Try it: The response must contain every line below in which "reply" appears.

Saved entries
* * * * *

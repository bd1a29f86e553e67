//! Extraction adapter registry for dispatching file processing.

use std::collections::HashMap;
use std::sync::Arc;

use papyrus_core::{Error, ExtractionAdapter, FileType, RawExtraction, Result};

use crate::adapters::{OfficeConvertAdapter, PdfTextAdapter, TextNativeAdapter};

/// Registry mapping document formats to their adapter implementations.
pub struct ExtractionRegistry {
    adapters: HashMap<FileType, Arc<dyn ExtractionAdapter>>,
}

impl ExtractionRegistry {
    /// Create an empty registry.
    pub fn new() -> Self {
        Self {
            adapters: HashMap::new(),
        }
    }

    /// Registry with the built-in adapters for txt, pdf and docx.
    pub fn with_defaults() -> Self {
        let mut registry = Self::new();
        registry.register(Arc::new(TextNativeAdapter));
        registry.register(Arc::new(PdfTextAdapter));
        registry.register(Arc::new(OfficeConvertAdapter));
        registry
    }

    /// Register an adapter. Replaces any existing adapter for the same format.
    pub fn register(&mut self, adapter: Arc<dyn ExtractionAdapter>) {
        self.adapters.insert(adapter.file_type(), adapter);
    }

    /// Extract text using the adapter registered for the given format.
    pub async fn extract(
        &self,
        file_type: FileType,
        data: &[u8],
        filename: &str,
    ) -> Result<RawExtraction> {
        let adapter = self.adapters.get(&file_type).ok_or_else(|| {
            Error::Extraction(format!(
                "No extraction adapter registered for file type: {}",
                file_type
            ))
        })?;
        adapter.extract(data, filename).await
    }

    /// List all formats that have registered adapters.
    pub fn available_types(&self) -> Vec<FileType> {
        self.adapters.keys().copied().collect()
    }

    /// Check if an adapter is registered for the given format.
    pub fn has_adapter(&self, file_type: FileType) -> bool {
        self.adapters.contains_key(&file_type)
    }

    /// Run health checks on all registered adapters.
    pub async fn health_check_all(&self) -> HashMap<FileType, bool> {
        let mut results = HashMap::new();
        for (file_type, adapter) in &self.adapters {
            let healthy = adapter.health_check().await.unwrap_or(false);
            results.insert(*file_type, healthy);
        }
        results
    }
}

impl Default for ExtractionRegistry {
    fn default() -> Self {
        Self::new()
    }
}

#[cfg(test)]
mod tests {
    use super::*;

    #[test]
    fn test_registry_new_is_empty() {
        let registry = ExtractionRegistry::new();
        assert!(registry.available_types().is_empty());
        assert!(!registry.has_adapter(FileType::Txt));
    }

    #[test]
    fn test_registry_defaults_cover_supported_types() {
        let registry = ExtractionRegistry::with_defaults();
        assert!(registry.has_adapter(FileType::Txt));
        assert!(registry.has_adapter(FileType::Pdf));
        assert!(registry.has_adapter(FileType::Docx));
        assert_eq!(registry.available_types().len(), 3);
    }

    #[tokio::test]
    async fn test_registry_extract_missing_adapter() {
        let registry = ExtractionRegistry::new();
        let result = registry.extract(FileType::Pdf, b"data", "test.pdf").await;
        assert!(matches!(result, Err(Error::Extraction(_))));
    }

    #[tokio::test]
    async fn test_registry_extract_with_adapter() {
        let mut registry = ExtractionRegistry::new();
        registry.register(Arc::new(TextNativeAdapter));

        let extraction = registry
            .extract(FileType::Txt, b"hello world", "test.txt")
            .await
            .unwrap();
        assert_eq!(extraction.text, "hello world");
    }

    #[tokio::test]
    async fn test_registry_health_check_all() {
        let mut registry = ExtractionRegistry::new();
        registry.register(Arc::new(TextNativeAdapter));

        let results = registry.health_check_all().await;
        assert_eq!(results.len(), 1);
        assert!(results[&FileType::Txt]);
    }
}
//! PdfText extraction adapter - extracts text from PDFs using `pdftotext` (poppler-utils).

use async_trait::async_trait;
use serde_json::Value as JsonValue;
use tokio::process::Command;
use tracing::{debug, warn};

use papyrus_core::defaults::EXTRACTION_CMD_TIMEOUT_SECS;
use papyrus_core::{Error, ExtractionAdapter, FileType, RawExtraction, Result};

use super::command::{binary_available, run_cmd_with_timeout, write_temp_file};

/// Adapter for extracting text from PDF files using `pdftotext`.
///
/// `pdfinfo` supplies the page count and document properties; a failure
/// there is logged and extraction continues without metadata. Layout is
/// preserved (`-layout`) so that section headers stay on their own lines.
pub struct PdfTextAdapter;

/// Parse `pdfinfo` output into a JSON metadata object.
fn parse_pdfinfo(output: &str) -> JsonValue {
    let mut metadata = serde_json::Map::new();

    for line in output.lines() {
        if let Some((key, value)) = line.split_once(':') {
            let key = key.trim().to_lowercase().replace(' ', "_");
            let value = value.trim();
            if !value.is_empty() {
                if key == "pages" {
                    if let Ok(pages) = value.parse::<u64>() {
                        metadata.insert(key, JsonValue::Number(pages.into()));
                        continue;
                    }
                }
                metadata.insert(key, JsonValue::String(value.to_string()));
            }
        }
    }

    JsonValue::Object(metadata)
}

/// Get page count from pdfinfo metadata.
fn page_count(metadata: &JsonValue) -> Option<usize> {
    metadata
        .get("pages")
        .and_then(|v| v.as_u64())
        .filter(|&pages| pages > 0)
        .map(|pages| pages as usize)
}

#[async_trait]
impl ExtractionAdapter for PdfTextAdapter {
    fn file_type(&self) -> FileType {
        FileType::Pdf
    }

    async fn extract(&self, data: &[u8], filename: &str) -> Result<RawExtraction> {
        if data.is_empty() {
            return Err(Error::Extraction(
                "Cannot extract text from empty PDF data".to_string(),
            ));
        }

        if data.len() < 4 || &data[0..4] != b"%PDF" {
            return Err(Error::Extraction(format!(
                "File '{}' is not a valid PDF (missing %PDF header)",
                filename
            )));
        }

        let tmpfile = write_temp_file(data, ".pdf")?;
        let tmp_path = tmpfile.path().to_string_lossy().to_string();

        let metadata = match run_cmd_with_timeout(
            Command::new("pdfinfo").arg(&tmp_path),
            EXTRACTION_CMD_TIMEOUT_SECS,
        )
        .await
        {
            Ok(output) => parse_pdfinfo(&output),
            Err(e) => {
                warn!(
                    subsystem = "extraction",
                    filename,
                    error = %e,
                    "pdfinfo failed, continuing without metadata"
                );
                serde_json::json!({})
            }
        };
        let pages = page_count(&metadata);

        debug!(subsystem = "extraction", filename, ?pages, "Running pdftotext");
        let text = run_cmd_with_timeout(
            Command::new("pdftotext")
                .arg("-layout")
                .arg("-enc")
                .arg("UTF-8")
                .arg(&tmp_path)
                .arg("-"),
            EXTRACTION_CMD_TIMEOUT_SECS,
        )
        .await?;

        Ok(RawExtraction {
            text: text.replace('\u{000C}', "\n"),
            page_count: pages,
            metadata,
        })
    }

    async fn health_check(&self) -> Result<bool> {
        Ok(binary_available("pdftotext", "-v").await)
    }

    fn name(&self) -> &str {
        "pdf_text"
    }
}

#[cfg(test)]
mod tests {
    use super::*;

    #[test]
    fn test_pdf_text_identity() {
        let adapter = PdfTextAdapter;
        assert_eq!(adapter.file_type(), FileType::Pdf);
        assert_eq!(adapter.name(), "pdf_text");
    }

    #[tokio::test]
    async fn test_pdf_text_health_check() {
        // Passes whether or not poppler-utils is installed
        let result = PdfTextAdapter.health_check().await;
        assert!(result.is_ok());
    }

    #[tokio::test]
    async fn test_pdf_text_empty_input() {
        let err = PdfTextAdapter.extract(b"", "empty.pdf").await.unwrap_err();
        assert!(err.to_string().contains("empty"), "got: {}", err);
    }

    #[tokio::test]
    async fn test_pdf_text_invalid_pdf() {
        let err = PdfTextAdapter
            .extract(b"not a pdf at all", "bad.pdf")
            .await
            .unwrap_err();
        assert!(matches!(err, Error::Extraction(_)));
        assert!(err.to_string().contains("not a valid PDF"), "got: {}", err);
    }

    #[tokio::test]
    async fn test_pdf_text_extraction() {
        let pdf_bytes = b"%PDF-1.0
1 0 obj
<< /Type /Catalog /Pages 2 0 R >>
endobj

2 0 obj
<< /Type /Pages /Kids [3 0 R] /Count 1 >>
endobj

3 0 obj
<< /Type /Page /Parent 2 0 R /MediaBox [0 0 612 792]
   /Contents 4 0 R /Resources << /Font << /F1 5 0 R >> >> >>
endobj

4 0 obj
<< /Length 44 >>
stream
BT /F1 12 Tf 100 700 Td (Hello World) Tj ET
endstream
endobj

5 0 obj
<< /Type /Font /Subtype /Type1 /BaseFont /Helvetica >>
endobj

xref
0 6
0000000000 65535 f
0000000009 00000 n
0000000058 00000 n
0000000115 00000 n
0000000266 00000 n
0000000360 00000 n

trailer
<< /Size 6 /Root 1 0 R >>
startxref
434
%%EOF";

        let adapter = PdfTextAdapter;
        if !adapter.health_check().await.unwrap_or(false) {
            eprintln!("Skipping test_pdf_text_extraction: pdftotext not installed");
            return;
        }

        let extraction = adapter.extract(pdf_bytes, "hello.pdf").await;
        assert!(extraction.is_ok(), "Extraction failed: {:?}", extraction.err());
        let extraction = extraction.unwrap();
        assert!(
            extraction.text.contains("Hello World"),
            "got: {}",
            extraction.text
        );
    }

    #[test]
    fn test_pdfinfo_metadata_parsing() {
        let pdfinfo_output = "\
Title:          Attention Is All You Need
Author:         Vaswani et al.
Producer:       pdfTeX-1.40.25
Pages:          15
Page size:      612 x 792 pts (letter)
";
        let metadata = parse_pdfinfo(pdfinfo_output);
        assert_eq!(metadata["title"], "Attention Is All You Need");
        assert_eq!(metadata["author"], "Vaswani et al.");
        assert_eq!(metadata["pages"], 15);
        assert_eq!(metadata["page_size"], "612 x 792 pts (letter)");
        assert_eq!(page_count(&metadata), Some(15));
    }

    #[test]
    fn test_page_count_missing_or_invalid() {
        assert_eq!(page_count(&serde_json::json!({})), None);
        assert_eq!(page_count(&serde_json::json!({"pages": 0})), None);
        assert_eq!(page_count(&serde_json::json!({"pages": "many"})), None);
    }
}
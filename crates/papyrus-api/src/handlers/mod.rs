//! HTTP route handlers.

pub mod documents;
pub mod files;
pub mod system;
pub mod tasks;
pub mod users;
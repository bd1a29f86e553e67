//! Document file repository implementation.

use async_trait::async_trait;
use chrono::Utc;
use sqlx::postgres::PgRow;
use sqlx::{Pool, Postgres, Row};
use uuid::Uuid;

use papyrus_core::{
    new_v7, DocumentFile, DocumentRepository, Error, FileType, NewDocumentFile, Result,
};

const FILE_COLUMNS: &str =
    "id, user_id, filename, file_type, mime_type, size_bytes, storage_path, created_at";

/// PostgreSQL implementation of DocumentRepository.
pub struct PgDocumentRepository {
    pool: Pool<Postgres>,
}

impl PgDocumentRepository {
    /// Create a new PgDocumentRepository with the given connection pool.
    pub fn new(pool: Pool<Postgres>) -> Self {
        Self { pool }
    }

    fn parse_file_row(row: PgRow) -> DocumentFile {
        DocumentFile {
            id: row.get("id"),
            user_id: row.get("user_id"),
            filename: row.get("filename"),
            file_type: row.get("file_type"),
            mime_type: row.get("mime_type"),
            size_bytes: row.get("size_bytes"),
            storage_path: row.get("storage_path"),
            created_at: row.get("created_at"),
        }
    }
}

/// Lower-cased extension of a filename, used as the stored `file_type`.
pub(crate) fn extension_of(filename: &str) -> String {
    FileType::from_filename(filename)
        .map(|t| t.as_str().to_string())
        .unwrap_or_else(|| {
            std::path::Path::new(filename)
                .extension()
                .and_then(|e| e.to_str())
                .unwrap_or_default()
                .to_lowercase()
        })
}

#[async_trait]
impl DocumentRepository for PgDocumentRepository {
    async fn insert(&self, req: NewDocumentFile) -> Result<DocumentFile> {
        let row = sqlx::query(&format!(
            "INSERT INTO document_file
                 (id, user_id, filename, file_type, mime_type, size_bytes, storage_path, created_at)
             VALUES ($1, $2, $3, $4, $5, $6, $7, $8)
             RETURNING {FILE_COLUMNS}"
        ))
        .bind(new_v7())
        .bind(req.user_id)
        .bind(&req.filename)
        .bind(extension_of(&req.filename))
        .bind(&req.mime_type)
        .bind(req.size_bytes)
        .bind(&req.storage_path)
        .bind(Utc::now())
        .fetch_one(&self.pool)
        .await
        .map_err(Error::Database)?;

        Ok(Self::parse_file_row(row))
    }

    async fn get(&self, file_id: Uuid, user_id: Uuid) -> Result<Option<DocumentFile>> {
        let row = sqlx::query(&format!(
            "SELECT {FILE_COLUMNS} FROM document_file WHERE id = $1 AND user_id = $2"
        ))
        .bind(file_id)
        .bind(user_id)
        .fetch_optional(&self.pool)
        .await
        .map_err(Error::Database)?;

        Ok(row.map(Self::parse_file_row))
    }

    async fn get_unscoped(&self, file_id: Uuid) -> Result<Option<DocumentFile>> {
        let row = sqlx::query(&format!(
            "SELECT {FILE_COLUMNS} FROM document_file WHERE id = $1"
        ))
        .bind(file_id)
        .fetch_optional(&self.pool)
        .await
        .map_err(Error::Database)?;

        Ok(row.map(Self::parse_file_row))
    }

    async fn list(&self, user_id: Uuid) -> Result<Vec<DocumentFile>> {
        let rows = sqlx::query(&format!(
            "SELECT {FILE_COLUMNS} FROM document_file
             WHERE user_id = $1
             ORDER BY created_at DESC, id DESC"
        ))
        .bind(user_id)
        .fetch_all(&self.pool)
        .await
        .map_err(Error::Database)?;

        Ok(rows.into_iter().map(Self::parse_file_row).collect())
    }
}
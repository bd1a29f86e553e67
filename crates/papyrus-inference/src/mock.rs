//! Mock generation backend for deterministic testing.
//!
//! ## Usage
//!
//! ```rust
//! use papyrus_inference::mock::MockGenerationBackend;
//! use papyrus_core::GenerationBackend;
//!
//! #[tokio::test]
//! async fn test_with_mock_backend() {
//!     let backend = MockGenerationBackend::new()
//!         .with_fixed_response(r#"{"summary": "short"}"#);
//!
//!     let reply = backend.generate("Summarize this").await.unwrap();
//!     assert!(reply.contains("short"));
//! }
//! ```

use std::sync::{Arc, Mutex};

use async_trait::async_trait;

use papyrus_core::{Error, GenerationBackend, GenerationProvider, LlmSettings, Result};

use crate::provider::MISSING_API_KEY_MESSAGE;

/// Mock generation backend for testing.
#[derive(Clone)]
pub struct MockGenerationBackend {
    config: Arc<MockConfig>,
    call_log: Arc<Mutex<Vec<MockCall>>>,
}

#[derive(Debug, Clone)]
struct MockConfig {
    model: String,
    response_mappings: Vec<(String, String)>,
    default_response: String,
    latency_ms: u64,
    failure_rate: f64,
    failure_message: String,
}

#[derive(Debug, Clone)]
pub struct MockCall {
    pub system: String,
    pub prompt: String,
    pub timestamp: std::time::Instant,
}

impl Default for MockConfig {
    fn default() -> Self {
        Self {
            model: "mock-model".to_string(),
            response_mappings: Vec::new(),
            default_response: "Mock response".to_string(),
            latency_ms: 0,
            failure_rate: 0.0,
            failure_message: "Simulated failure for testing".to_string(),
        }
    }
}

impl MockGenerationBackend {
    /// Create a new mock backend with default configuration.
    pub fn new() -> Self {
        Self {
            config: Arc::new(MockConfig::default()),
            call_log: Arc::new(Mutex::new(Vec::new())),
        }
    }

    /// Set a fixed response for generation requests.
    pub fn with_fixed_response(mut self, response: impl Into<String>) -> Self {
        Arc::make_mut(&mut self.config).default_response = response.into();
        self
    }

    /// Answer prompts containing `needle` with `output`. First match wins.
    pub fn with_response_mapping(
        mut self,
        needle: impl Into<String>,
        output: impl Into<String>,
    ) -> Self {
        Arc::make_mut(&mut self.config)
            .response_mappings
            .push((needle.into(), output.into()));
        self
    }

    /// Set the reported model name.
    pub fn with_model(mut self, model: impl Into<String>) -> Self {
        Arc::make_mut(&mut self.config).model = model.into();
        self
    }

    /// Set simulated latency for all operations.
    pub fn with_latency_ms(mut self, latency_ms: u64) -> Self {
        Arc::make_mut(&mut self.config).latency_ms = latency_ms;
        self
    }

    /// Set failure rate (0.0 - 1.0) for testing error handling.
    pub fn with_failure_rate(mut self, rate: f64) -> Self {
        Arc::make_mut(&mut self.config).failure_rate = rate.clamp(0.0, 1.0);
        self
    }

    /// Always fail with an inference error carrying `message`.
    pub fn with_failure(mut self, message: impl Into<String>) -> Self {
        let config = Arc::make_mut(&mut self.config);
        config.failure_rate = 1.0;
        config.failure_message = message.into();
        self
    }

    /// Get all logged calls for assertion.
    pub fn get_calls(&self) -> Vec<MockCall> {
        self.lock_calls().clone()
    }

    /// Clear the call log.
    pub fn clear_calls(&self) {
        self.lock_calls().clear()
    }

    /// Get number of generation calls.
    pub fn generate_call_count(&self) -> usize {
        self.lock_calls().len()
    }

    fn lock_calls(&self) -> std::sync::MutexGuard<'_, Vec<MockCall>> {
        self.call_log
            .lock()
            .unwrap_or_else(std::sync::PoisonError::into_inner)
    }

    fn log_call(&self, system: &str, prompt: &str) {
        self.lock_calls().push(MockCall {
            system: system.to_string(),
            prompt: prompt.to_string(),
            timestamp: std::time::Instant::now(),
        });
    }

    fn should_fail(&self) -> bool {
        use rand::Rng;
        if self.config.failure_rate >= 1.0 {
            true
        } else if self.config.failure_rate > 0.0 {
            rand::thread_rng().gen::<f64>() < self.config.failure_rate
        } else {
            false
        }
    }

    async fn simulate_latency(&self) {
        if self.config.latency_ms > 0 {
            tokio::time::sleep(tokio::time::Duration::from_millis(self.config.latency_ms)).await;
        }
    }
}

impl Default for MockGenerationBackend {
    fn default() -> Self {
        Self::new()
    }
}

#[async_trait]
impl GenerationBackend for MockGenerationBackend {
    async fn generate(&self, prompt: &str) -> Result<String> {
        self.generate_with_system("", prompt).await
    }

    async fn generate_with_system(&self, system: &str, prompt: &str) -> Result<String> {
        self.log_call(system, prompt);
        self.simulate_latency().await;

        if self.should_fail() {
            return Err(Error::Inference(self.config.failure_message.clone()));
        }

        let response = self
            .config
            .response_mappings
            .iter()
            .find(|(needle, _)| prompt.contains(needle.as_str()) || system.contains(needle.as_str()))
            .map(|(_, output)| output.clone())
            .unwrap_or_else(|| self.config.default_response.clone());
        Ok(response)
    }

    fn model_name(&self) -> &str {
        &self.config.model
    }
}

/// Provider handing out a shared [`MockGenerationBackend`].
#[derive(Clone)]
pub struct MockProvider {
    backend: MockGenerationBackend,
    has_default_key: bool,
}

impl MockProvider {
    /// Provider with a server-wide key configured.
    pub fn new(backend: MockGenerationBackend) -> Self {
        Self {
            backend,
            has_default_key: true,
        }
    }

    /// Provider that only works when the user supplies a key.
    pub fn without_default_key(backend: MockGenerationBackend) -> Self {
        Self {
            backend,
            has_default_key: false,
        }
    }

    pub fn backend(&self) -> &MockGenerationBackend {
        &self.backend
    }
}

impl GenerationProvider for MockProvider {
    fn has_default_key(&self) -> bool {
        self.has_default_key
    }

    fn backend_for(&self, settings: Option<&LlmSettings>) -> Result<Arc<dyn GenerationBackend>> {
        let user_key = settings.and_then(LlmSettings::api_key).is_some();
        if !user_key && !self.has_default_key {
            return Err(Error::Config(MISSING_API_KEY_MESSAGE.to_string()));
        }
        Ok(Arc::new(self.backend.clone()))
    }
}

* * * * *

Written response:
//!     let reply = backend.generate("Summarize this").await.unwrap();
//!     assert!(reply.contains("short"));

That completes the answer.